Page 3 of Making It Up


  But who could feel at home anyway, perched there on a ship that was just a dot on hundreds of miles of water? Day after day, now, that was all they saw—just the sea. And you thought about the depth of it—a mile down to the bottom, she’d heard someone say. Sometimes there were porpoises—sleek black shapes dashing along beside the ship—and everyone rushed to the rails to watch. And flying fish, skimming along the surface. They said there were sharks, plenty of those. And once one of the ship’s officers spotted a great turtle, and people took it in turns to have a look through his binoculars.

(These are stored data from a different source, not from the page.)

//! Submission of captured audio to the assistant endpoint

use std::time::Duration;

use async_trait::async_trait;
use base64::Engine;
use base64::engine::general_purpose::STANDARD as BASE64;
use reqwest::header::{CONTENT_TYPE, HeaderMap};
use serde::Deserialize;

use crate::voice::{CapturedAudio, ReplyAudio};
use crate::{Error, Result};

/// Placeholder when the server sent no usable transcript
pub const TRANSCRIPT_PLACEHOLDER: &str = "Processing...";

/// Placeholder when the server sent no usable reply text
pub const REPLY_PLACEHOLDER: &str = "Responding...";

/// Reply content type assumed when the server omits one
pub const DEFAULT_REPLY_TYPE: &str = "audio/mpeg";

/// What the server made of one turn
#[derive(Debug, Clone, PartialEq, Eq)]
pub struct ServerReply {
    /// What the user said
    pub transcript: String,
    /// What the assistant answered
    pub reply_text: String,
    /// Spoken answer
    pub audio: ReplyAudio,
}

/// Hands a captured utterance to the assistant, once per turn
#[async_trait]
pub trait Submitter: Send + Sync {
    /// Submit one recording
    ///
    /// # Errors
    ///
    /// Returns error if the endpoint is unreachable or rejects the request
    async fn submit(&self, audio: CapturedAudio) -> Result<ServerReply>;
}

/// Error body returned by the endpoint
#[derive(Debug, Default, Deserialize)]
struct ErrorBody {
    #[serde(default)]
    detail: Option<ErrorDetail>,
    #[serde(default)]
    error: Option<String>,
}

#[derive(Debug, Deserialize)]
#[serde(untagged)]
enum ErrorDetail {
    Message(String),
    Fields(Vec<FieldError>),
}

#[derive(Debug, Deserialize)]
struct FieldError {
    msg: String,
}

/// Multipart upload to the full-interaction endpoint
pub struct HttpSubmitter {
    client: reqwest::Client,
    endpoint: String,
    upload_field: String,
}

impl HttpSubmitter {
    /// Create a submitter for `endpoint`
    ///
    /// # Errors
    ///
    /// Returns error if the HTTP client cannot be built
    pub fn new(
        endpoint: impl Into<String>,
        upload_field: impl Into<String>,
        timeout: Duration,
    ) -> Result<Self> {
        let client = reqwest::Client::builder().timeout(timeout).build()?;

        Ok(Self {
            client,
            endpoint: endpoint.into(),
            upload_field: upload_field.into(),
        })
    }
}

#[async_trait]
impl Submitter for HttpSubmitter {
    async fn submit(&self, audio: CapturedAudio) -> Result<ServerReply> {
        tracing::debug!(
            audio_bytes = audio.len(),
            content_type = %audio.content_type,
            endpoint = %self.endpoint,
            "submitting recording"
        );

        let file_name = format!("question.{}", upload_extension(&audio.content_type));
        let part = reqwest::multipart::Part::bytes(audio.bytes)
            .file_name(file_name)
            .mime_str(&audio.content_type)
            .map_err(|e| Error::Submission(e.to_string()))?;
        let form = reqwest::multipart::Form::new().part(self.upload_field.clone(), part);

        let response = self
            .client
            .post(&self.endpoint)
            .multipart(form)
            .send()
            .await
            .map_err(|e| {
                tracing::error!(error = %e, "submission request failed");
                Error::Submission(e.to_string())
            })?;

        let status = response.status();
        tracing::debug!(status = %status, "received response");

        if !status.is_success() {
            let body = response.text().await.unwrap_or_default();
            let message = error_message(&body)
                .unwrap_or_else(|| format!("Failed to process message ({status})"));
            tracing::error!(status = %status, message = %message, "endpoint rejected turn");
            return Err(Error::Submission(message));
        }

        let headers = response.headers().clone();
        let bytes = response.bytes().await.map_err(|e| {
            tracing::error!(error = %e, "failed to read reply audio");
            Error::Submission(e.to_string())
        })?;

        let reply = reply_from_parts(&headers, bytes.to_vec());
        tracing::info!(
            transcript = %reply.transcript,
            reply_bytes = reply.audio.bytes.len(),
            "turn processed"
        );
        Ok(reply)
    }
}

/// Extension the server expects on the uploaded file name
fn upload_extension(content_type: &str) -> &'static str {
    match content_type.split(';').next().unwrap_or_default().trim() {
        "audio/wav" | "audio/wave" | "audio/x-wav" => "wav",
        "audio/ogg" => "ogg",
        "audio/mpeg" => "mp3",
        _ => "webm",
    }
}

/// Build a reply from response headers and body
fn reply_from_parts(headers: &HeaderMap, body: Vec<u8>) -> ServerReply {
    ServerReply {
        transcript: decode_text_field(
            header_str(headers, "X-Transcript-B64"),
            header_str(headers, "X-Transcript"),
            TRANSCRIPT_PLACEHOLDER,
        ),
        reply_text: decode_text_field(
            header_str(headers, "X-Response-Text-B64"),
            header_str(headers, "X-Response-Text"),
            REPLY_PLACEHOLDER,
        ),
        audio: ReplyAudio {
            bytes: body,
            content_type: header_str(headers, CONTENT_TYPE.as_str())
                .unwrap_or(DEFAULT_REPLY_TYPE)
                .to_string(),
        },
    }
}

fn header_str<'a>(headers: &'a HeaderMap, name: &str) -> Option<&'a str> {
    headers.get(name).and_then(|v| v.to_str().ok())
}

/// Decode a transport-encoded text field
///
/// Tries the base64 form first, then the legacy plain field, then the
/// placeholder. Never fails.
#[must_use]
pub fn decode_text_field(encoded: Option<&str>, legacy: Option<&str>, placeholder: &str) -> String {
    if let Some(encoded) = encoded {
        match BASE64
            .decode(encoded.trim())
            .map_err(|e| e.to_string())
            .and_then(|bytes| String::from_utf8(bytes).map_err(|e| e.to_string()))
        {
            Ok(text) if !text.trim().is_empty() => return text,
            Ok(_) => {}
            Err(e) => tracing::warn!(error = %e, "failed to decode encoded text field"),
        }
    }

    legacy
        .map(str::trim)
        .filter(|t| !t.is_empty())
        .map_or_else(|| placeholder.to_string(), ToString::to_string)
}

/// Extract a user-facing message from an error body
///
/// Field-level messages are joined with ", ".
#[must_use]
pub fn error_message(body: &str) -> Option<String> {
    let parsed: ErrorBody = serde_json::from_str(body).ok()?;

    match parsed.detail {
        Some(ErrorDetail::Message(msg)) => Some(msg),
        Some(ErrorDetail::Fields(fields)) if !fields.is_empty() => Some(
            fields
                .into_iter()
                .map(|f| f.msg)
                .collect::<Vec<_>>()
                .join(", "),
        ),
        _ => parsed.error,
    }
}

#[cfg(test)]
mod tests {
    use reqwest::header::HeaderValue;

    use super::*;

    #[test]
    fn test_decode_prefers_encoded_field() {
        let encoded = BASE64.encode("¿qué hora es?");
        assert_eq!(
            decode_text_field(Some(&encoded), Some("legacy"), TRANSCRIPT_PLACEHOLDER),
            "¿qué hora es?"
        );
    }

    #[test]
    fn test_decode_falls_back_to_legacy_then_placeholder() {
        assert_eq!(
            decode_text_field(Some("%%% not base64"), Some("what time is it"), "x"),
            "what time is it"
        );
        assert_eq!(
            decode_text_field(Some(&BASE64.encode([0xff, 0xfe])), None, REPLY_PLACEHOLDER),
            REPLY_PLACEHOLDER
        );
        assert_eq!(decode_text_field(None, Some("  "), "x"), "x");
    }

    #[test]
    fn test_error_message_variants() {
        assert_eq!(
            error_message(r#"{"detail": "No speech detected"}"#).as_deref(),
            Some("No speech detected")
        );
        assert_eq!(
            error_message(r#"{"detail": [{"msg": "field required"}, {"msg": "bad type"}]}"#)
                .as_deref(),
            Some("field required, bad type")
        );
        assert_eq!(
            error_message(r#"{"error": "boom", "success": false}"#).as_deref(),
            Some("boom")
        );
        assert_eq!(error_message("<html>502</html>"), None);
        assert_eq!(error_message("{}"), None);
    }

    #[test]
    fn test_reply_from_parts() {
        let mut headers = HeaderMap::new();
        headers.insert(
            "X-Transcript-B64",
            HeaderValue::from_str(&BASE64.encode("hola")).unwrap(),
        );
        headers.insert("X-Response-Text", HeaderValue::from_static("hi there"));
        headers.insert(CONTENT_TYPE, HeaderValue::from_static("audio/wav"));

        let reply = reply_from_parts(&headers, vec![1, 2, 3]);
        assert_eq!(reply.transcript, "hola");
        assert_eq!(reply.reply_text, "hi there");
        assert_eq!(reply.audio.content_type, "audio/wav");
        assert_eq!(reply.audio.bytes, vec![1, 2, 3]);

        let bare = reply_from_parts(&HeaderMap::new(), Vec::new());
        assert_eq!(bare.transcript, TRANSCRIPT_PLACEHOLDER);
        assert_eq!(bare.reply_text, REPLY_PLACEHOLDER);
        assert_eq!(bare.audio.content_type, DEFAULT_REPLY_TYPE);
    }

    #[test]
    fn test_upload_extension() {
        assert_eq!(upload_extension("audio/wav"), "wav");
        assert_eq!(upload_extension("audio/webm;codecs=opus"), "webm");
    }
}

  The second night out they ran into a storm. The ship was pitching about, everything slid off the washstand, Jean was starting to feel sick and so was Jamie Clavering, Nanny Clavering was yammering away about how what you had to do was lie absolutely flat and look at the ceiling, or drink Epsom salts, or suck barley sugar. Or shut up, thought Shirley. Then Jamie was sick all over his bunk and after that there was no sleep for anyone until at last around dawn it began to calm down and by breakfast there was just a bit of a heave still, not that many wanted anything to eat—the dining room was half empty. In fact, Shirley felt fine; she’d always had good sea legs. Mrs. Leech was prostrated, of course, laid up in her cabin with the Purser bringing her lime juice.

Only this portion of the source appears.